Effect of COVID-19 on Kidney patients

Johnny Saremirad*

Department of Nephrology, Stanford University, Sousse, Tunisia, Jamaica

*Corresponding Author:
Johnny Saremirad
Department of Nephrology, Stanford University, Sousse, Tunisia,

Received: February 18, 2022, Manuscript No. IPNT-22-11483; Editor assigned: February 21, 2022, PreQC No. IPNT-22-11483 (PQ); Reviewed: March 07, 2022, QC No. IPNT-22-11483; Revised: March 11, 2022, Manuscript No. IPNT-22-11483 (R); Published: March 18, 2022, Invoice No. IPNT-22-11483

Citation: Saremirad J (2022) Effect of COVID-19 on Kidney Patients. J Nephrol Transplant Vol:6 No:1

Visit for more related articles at Journal of Nephrology and Transplantation


A very Severe Respiratory Disease, COVID-19 (SARSCoV2), caused a pollution known as COVID Disease 2019 (COVID-19), which spread rapidly and caused a pandemic. Weakened to an abnormal level. Fortunately, the majority of COVID-19 positive patients have mild indications, but experienced individuals and patients with comorbidities require regular treatment in a serious clinic. It can cause airway obstruction. The effect of COVID-19 on local areas of the kidney was significant at several levels: dialysis patients with end-stage renal infection and patients with renal metastasis are at risk of COVID-19 entanglement and have a high mortality rate; severe renal damage caused by it is a constant difficulty in severe cases and is also associated with high mortality.

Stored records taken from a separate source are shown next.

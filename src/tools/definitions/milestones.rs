//! Milestone tools
//!
//! Milestones exist on both projects and groups, so every call takes a
//! `namespace` and resolves its scope first.

use crate::catalog::Entity;
use crate::error::ToolError;
use crate::gitlab::resolve_namespace;
use crate::tools::EntityRegistry;
use crate::tools::definitions::core::insert_opt;
use crate::tools::executor::{ToolContext, ToolExecutor, ToolOutput};
use crate::util::QueryBuilder;
use async_trait::async_trait;
use gitlab_mcp_macros::gitlab_tool;
use serde_json::{Value, json};

/// Read milestones of a project or group
#[gitlab_tool(
    name = "browse_milestones",
    description = "List or get milestones of a project or group, with their issues, merge requests or burndown events",
    entity = "milestones"
)]
#[serde(tag = "action", rename_all = "snake_case")]
pub enum BrowseMilestones {
    /// List milestones
    #[action(read)]
    List {
        /// Project or group ID or path
        namespace: String,
        /// active or closed
        #[serde(default)]
        state: Option<String>,
        #[serde(default)]
        search: Option<String>,
        /// Include milestones of ancestor groups
        #[serde(default)]
        include_ancestors: bool,
        #[serde(default)]
        per_page: Option<u32>,
        #[serde(default)]
        page: Option<u32>,
    },
    /// Get one milestone
    #[action(read)]
    Get { namespace: String, milestone_id: u64 },
    /// Issues assigned to a milestone
    #[action(read)]
    Issues { namespace: String, milestone_id: u64 },
    /// Merge requests assigned to a milestone
    #[action(read)]
    MergeRequests { namespace: String, milestone_id: u64 },
    /// Burndown chart events (Premium)
    #[action(read)]
    Burndown { namespace: String, milestone_id: u64 },
}

impl BrowseMilestones {
    fn namespace(&self) -> &str {
        match self {
            Self::List { namespace, .. }
            | Self::Get { namespace, .. }
            | Self::Issues { namespace, .. }
            | Self::MergeRequests { namespace, .. }
            | Self::Burndown { namespace, .. } => namespace,
        }
    }
}

#[async_trait]
impl ToolExecutor for BrowseMilestones {
    async fn execute(&self, ctx: &ToolContext) -> Result<ToolOutput, ToolError> {
        let ns = resolve_namespace(&ctx.gitlab, self.namespace()).await?;

        let suffix = match self {
            Self::List {
                state,
                search,
                include_ancestors,
                per_page,
                page,
                ..
            } => {
                let query = QueryBuilder::new()
                    .optional("state", state.as_deref())
                    .optional("search", search.as_deref())
                    .flag("include_ancestors", *include_ancestors)
                    .optional("per_page", per_page.map(|p| p.min(100)))
                    .optional("page", *page)
                    .build();
                format!("milestones{}", query)
            }
            Self::Get { milestone_id, .. } => format!("milestones/{}", milestone_id),
            Self::Issues { milestone_id, .. } => format!("milestones/{}/issues", milestone_id),
            Self::MergeRequests { milestone_id, .. } => {
                format!("milestones/{}/merge_requests", milestone_id)
            }
            Self::Burndown { milestone_id, .. } => {
                format!("milestones/{}/burndown_events", milestone_id)
            }
        };

        let result: Value = ctx.gitlab.get(&ns.path(&suffix)).await?;
        ToolOutput::json_value(result)
    }
}

/// Create, update, delete or promote milestones
#[gitlab_tool(
    name = "manage_milestone",
    description = "Create, update, delete milestones of a project or group, or promote a project milestone to its group",
    entity = "milestones"
)]
#[serde(tag = "action", rename_all = "snake_case")]
pub enum ManageMilestone {
    /// Create a milestone
    #[action(write)]
    Create {
        namespace: String,
        title: String,
        #[serde(default)]
        description: Option<String>,
        /// YYYY-MM-DD
        #[serde(default)]
        due_date: Option<String>,
        /// YYYY-MM-DD
        #[serde(default)]
        start_date: Option<String>,
    },
    /// Update a milestone
    #[action(write)]
    Update {
        namespace: String,
        milestone_id: u64,
        #[serde(default)]
        title: Option<String>,
        #[serde(default)]
        description: Option<String>,
        #[serde(default)]
        due_date: Option<String>,
        #[serde(default)]
        start_date: Option<String>,
        /// close or activate
        #[serde(default)]
        state_event: Option<String>,
    },
    /// Delete a milestone
    #[action(delete)]
    Delete { namespace: String, milestone_id: u64 },
    /// Promote a project milestone to a group milestone
    #[action(write)]
    Promote { namespace: String, milestone_id: u64 },
}

#[async_trait]
impl ToolExecutor for ManageMilestone {
    async fn execute(&self, ctx: &ToolContext) -> Result<ToolOutput, ToolError> {
        let result: Value = match self {
            Self::Create {
                namespace,
                title,
                description,
                due_date,
                start_date,
            } => {
                let ns = resolve_namespace(&ctx.gitlab, namespace).await?;
                let mut body = json!({ "title": title });
                insert_opt(&mut body, "description", description.as_deref());
                insert_opt(&mut body, "due_date", due_date.as_deref());
                insert_opt(&mut body, "start_date", start_date.as_deref());
                ctx.gitlab.post(&ns.path("milestones"), &body).await?
            }
            Self::Update {
                namespace,
                milestone_id,
                title,
                description,
                due_date,
                start_date,
                state_event,
            } => {
                let ns = resolve_namespace(&ctx.gitlab, namespace).await?;
                let mut body = json!({});
                insert_opt(&mut body, "title", title.as_deref());
                insert_opt(&mut body, "description", description.as_deref());
                insert_opt(&mut body, "due_date", due_date.as_deref());
                insert_opt(&mut body, "start_date", start_date.as_deref());
                insert_opt(&mut body, "state_event", state_event.as_deref());
                let path = ns.path(&format!("milestones/{}", milestone_id));
                ctx.gitlab.put(&path, &body).await?
            }
            Self::Delete {
                namespace,
                milestone_id,
            } => {
                let ns = resolve_namespace(&ctx.gitlab, namespace).await?;
                let path = ns.path(&format!("milestones/{}", milestone_id));
                ctx.gitlab.delete(&path).await?
            }
            Self::Promote {
                namespace,
                milestone_id,
            } => {
                let ns = resolve_namespace(&ctx.gitlab, namespace).await?;
                if ns.scope != crate::gitlab::NamespaceScope::Project {
                    return Err(ToolError::InvalidArguments(
                        "only project milestones can be promoted".into(),
                    ));
                }
                let path = ns.path(&format!("milestones/{}/promote", milestone_id));
                ctx.gitlab.post(&path, &json!({})).await?
            }
        };

        ToolOutput::json_value(result)
    }
}

pub fn registry() -> EntityRegistry {
    let mut registry = EntityRegistry::new(Entity::Milestones);
    registry
        .register::<BrowseMilestones>()
        .register::<ManageMilestone>();
    registry
}

#[cfg(test)]
mod tests {
    use super::*;
    use crate::catalog::{ActionScoped, OperationType};
    use crate::tools::ToolInfo;

    #[test]
    fn test_action_flags() {
        let shape = ManageMilestone::shape();
        assert_eq!(shape.actions().len(), 4);
        assert!(shape.actions().iter().all(|a| a.mutates()));
        assert_eq!(shape.action("delete").unwrap().operation, OperationType::Delete);

        let shape = BrowseMilestones::shape();
        assert!(shape.action("merge_requests").is_some());
        assert!(!shape.has_mutating_operation());
    }

    #[test]
    fn test_namespace_accessor() {
        let tool: BrowseMilestones = serde_json::from_value(json!({
            "action": "burndown",
            "namespace": "my-group",
            "milestone_id": 3
        }))
        .unwrap();
        assert_eq!(tool.namespace(), "my-group");
        assert_eq!(tool.action(), Some("burndown"));
    }
}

There is also a glomerular contribution associated with COVID-19, which in many cases can be manifested by implosive glomerular disease and columnar damage.

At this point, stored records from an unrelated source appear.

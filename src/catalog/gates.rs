//! Environment gates
//!
//! A gate is an environment variable (`USE_MILESTONE`, `USE_FILES`, ...) that
//! switches a group of tools on or off. The value comes from, in order:
//! the environment, the active profile's feature flags, the gate default.

use std::collections::HashMap;
use tracing::warn;

use crate::util::parse_bool;

/// An environment-variable switch controlling tool visibility
#[derive(Debug, Clone, Copy, PartialEq, Eq, Hash)]
pub struct EnvGate {
    /// Variable name, e.g. `USE_RELEASES`
    pub env_var: &'static str,
    /// Value used when neither the environment nor the profile sets it
    pub default_value: bool,
    /// Feature flag key in profiles, e.g. `releases`
    pub feature: &'static str,
}

impl EnvGate {
    pub const fn new(env_var: &'static str, default_value: bool, feature: &'static str) -> Self {
        Self {
            env_var,
            default_value,
            feature,
        }
    }
}

/// Snapshot of gate-relevant environment values plus profile feature flags
#[derive(Debug, Clone, Default)]
pub struct GateValues {
    env: HashMap<String, String>,
    features: HashMap<String, bool>,
}

impl GateValues {
    /// Capture every `USE_*` variable of the current process
    pub fn from_process() -> Self {
        Self::from_pairs(std::env::vars().filter(|(key, _)| key.starts_with("USE_")))
    }

    /// Build from explicit key/value pairs (tests, CLI comparisons)
    pub fn from_pairs<I, K, V>(pairs: I) -> Self
    where
        I: IntoIterator<Item = (K, V)>,
        K: Into<String>,
        V: Into<String>,
    {
        Self {
            env: pairs
                .into_iter()
                .map(|(k, v)| (k.into(), v.into()))
                .collect(),
            features: HashMap::new(),
        }
    }

    /// Attach profile feature flags; they apply when the variable is unset
    pub fn with_features(mut self, features: HashMap<String, bool>) -> Self {
        self.features = features;
        self
    }

    /// Raw environment value of a gate, if set
    pub fn raw(&self, gate: &EnvGate) -> Option<&str> {
        self.env.get(gate.env_var).map(String::as_str)
    }

    /// Resolve whether a gate is open
    pub fn is_enabled(&self, gate: &EnvGate) -> bool {
        if let Some(raw) = self.raw(gate) {
            match parse_bool(raw) {
                Some(value) => return value,
                None => warn!(
                    env_var = gate.env_var,
                    value = raw,
                    "Unrecognized gate value, using default"
                ),
            }
        }

        self.features
            .get(gate.feature)
            .copied()
            .unwrap_or(gate.default_value)
    }
}

#[cfg(test)]
mod tests {
    use super::*;

    const GATE: EnvGate = EnvGate::new("USE_RELEASES", true, "releases");
    const OFF_BY_DEFAULT: EnvGate = EnvGate::new("USE_EXPERIMENTAL", false, "experimental");

    #[test]
    fn test_unset_uses_default() {
        let values = GateValues::default();
        assert!(values.is_enabled(&GATE));
        assert!(!values.is_enabled(&OFF_BY_DEFAULT));
    }

    #[test]
    fn test_explicit_values() {
        for (raw, expected) in [("false", false), ("0", false), ("off", false), ("TRUE", true), ("1", true)] {
            let values = GateValues::from_pairs([("USE_RELEASES", raw)]);
            assert_eq!(values.is_enabled(&GATE), expected, "value {raw}");
        }
    }

    #[test]
    fn test_invalid_value_falls_back() {
        let values = GateValues::from_pairs([("USE_RELEASES", "maybe")]);
        assert!(values.is_enabled(&GATE));
    }

    #[test]
    fn test_feature_flags_apply_when_env_unset() {
        let features = HashMap::from([("releases".to_string(), false)]);
        let values = GateValues::default().with_features(features.clone());
        assert!(!values.is_enabled(&GATE));

        let values = GateValues::from_pairs([("USE_RELEASES", "true")]).with_features(features);
        assert!(values.is_enabled(&GATE));
    }
}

This overall renal pathology associated with COVID-19 contributes significantly to the global weight of kidney disease in terms of human distress and the cost of the clinical framework. It is estimated that more than millions of people on the planet are experiencing the negative effects of kidney disease. This makes kidney disease one of the most common infectious diseases in the world. Non-emergency inpatients treated by a nephrologist are also more daunting, with the most pronounced grief and mortality. Taken as a whole, the effects of COVID-19 on the renal environment and patients can be devastating. Progressive persistent renal disease (CKD) has been identified in a particular order as a major risk factor for death in COVID-19 patients, or dialysis patients.

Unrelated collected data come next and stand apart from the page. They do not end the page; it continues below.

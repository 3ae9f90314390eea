//! Tool definitions, one module per entity

pub mod core;
pub mod files;
pub mod integrations;
pub mod milestones;
pub mod refs;
pub mod releases;
pub mod variables;
pub mod webhooks;
pub mod workitems;

use crate::catalog::Entity;
use crate::tools::EntityRegistry;

/// Registry for one entity
pub fn registry_for(entity: Entity) -> EntityRegistry {
    match entity {
        Entity::Core => core::registry(),
        Entity::Milestones => milestones::registry(),
        Entity::WorkItems => workitems::registry(),
        Entity::Releases => releases::registry(),
        Entity::Variables => variables::registry(),
        Entity::Webhooks => webhooks::registry(),
        Entity::Refs => refs::registry(),
        Entity::Integrations => integrations::registry(),
        Entity::Files => files::registry(),
    }
}

/// Every entity registry, in `Entity::all()` order
pub fn all_registries() -> Vec<EntityRegistry> {
    Entity::all().iter().copied().map(registry_for).collect()
}
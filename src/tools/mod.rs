//! Tools module
//!
//! Tool input types and their executors live in `definitions`, one file per
//! entity. Each entity builds an [`EntityRegistry`]; the [`RegistryManager`]
//! aggregates them and is the only place calls are dispatched from.

pub mod definitions;
pub mod executor;
pub mod manager;
pub mod registry;

pub use executor::{ContentBlock, ToolContext, ToolExecutor, ToolInfo, ToolOutput};
pub use manager::{ExposedTool, RegistryManager};
pub use registry::{EntityRegistry, RegisteredTool};

pub use gitlab_mcp_macros::gitlab_tool;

The nephrology community around the world has successfully addressed the challenges of COVID-19. The effects of COVID-19 infection do more than just affect patients who have had a previous kidney disease or kidney transplant. Kidney disease usually occurs in inpatients with COVID-19, especially those with extreme medical conditions who require gradual treatment. The AKI rate for these patients is very high and is associated with high mortality. The pathophysiology of this type of AKI has not been identified, but several factors are involved, including the initiation of congenital immortal scaffolding, dietary supplement activation, angiotensin over activity, and improved hypercoagulability. I am. Anyway, AKI is mainly due to hypotension and sepsis in many patients. Another recurring factor in patients with COVID-19 is implosive glomerulopathy, which is primarily associated with AKI and in African Americans with the APOL hazard allele.

Despite the strong clinical considerations that the nephrology community needs to deal with these debilitated patients with COVID-19; work has also been done to pass on new data collected rapidly over the past year. The importance of proteinuria includes the assessment and technique for its discovery, the component in question, and the importance of "new" proteinuria in patients with COVID-19. Angiotensin Converting Enzyme 2 (ACE2) is the major receptor for viral cell passage of SARSCoV2. In the kidney, ACE2 is mainly available at the apical border of proximal tubular cells and is less important in podocytes. Whether SARSCoV2 attack on the kidney causes some of the COVID-19 signs outlined above remains the subject of some debate. There are many studies that fully archive the presence of SARSCoV2 in glomerular and proximal tubular cells.

Similar to SARSCoV, some drugs, such as renin-an-framework (RAS) blockers, may be harmful to COVID-19 patients after ACE2 was confirmed to be a SARSCoV2 receptor in January 2020. Concerns have been raised that there is. Concerns have relied on previous studies of COVID-19, most of which are related to laboratory animals, indicating that ACE2 may be unregulated in the heart, renal vessels, and various organs. However, subsequent studies have shown that the lungs, where the SARSCoV2 section is located, do not have dilated ACE2 articulations. Following the underlying concerns, some distribution and location clarifications by the logical strength of social order do not have to abandon these prescriptions while waiting for research to solve this problem clinically. Comforted the area. All concerns have been raised, and a year after many distributions have resolved this issue, it seems very clear that the use of RAS blockers is generally protected in relation to COVID-19.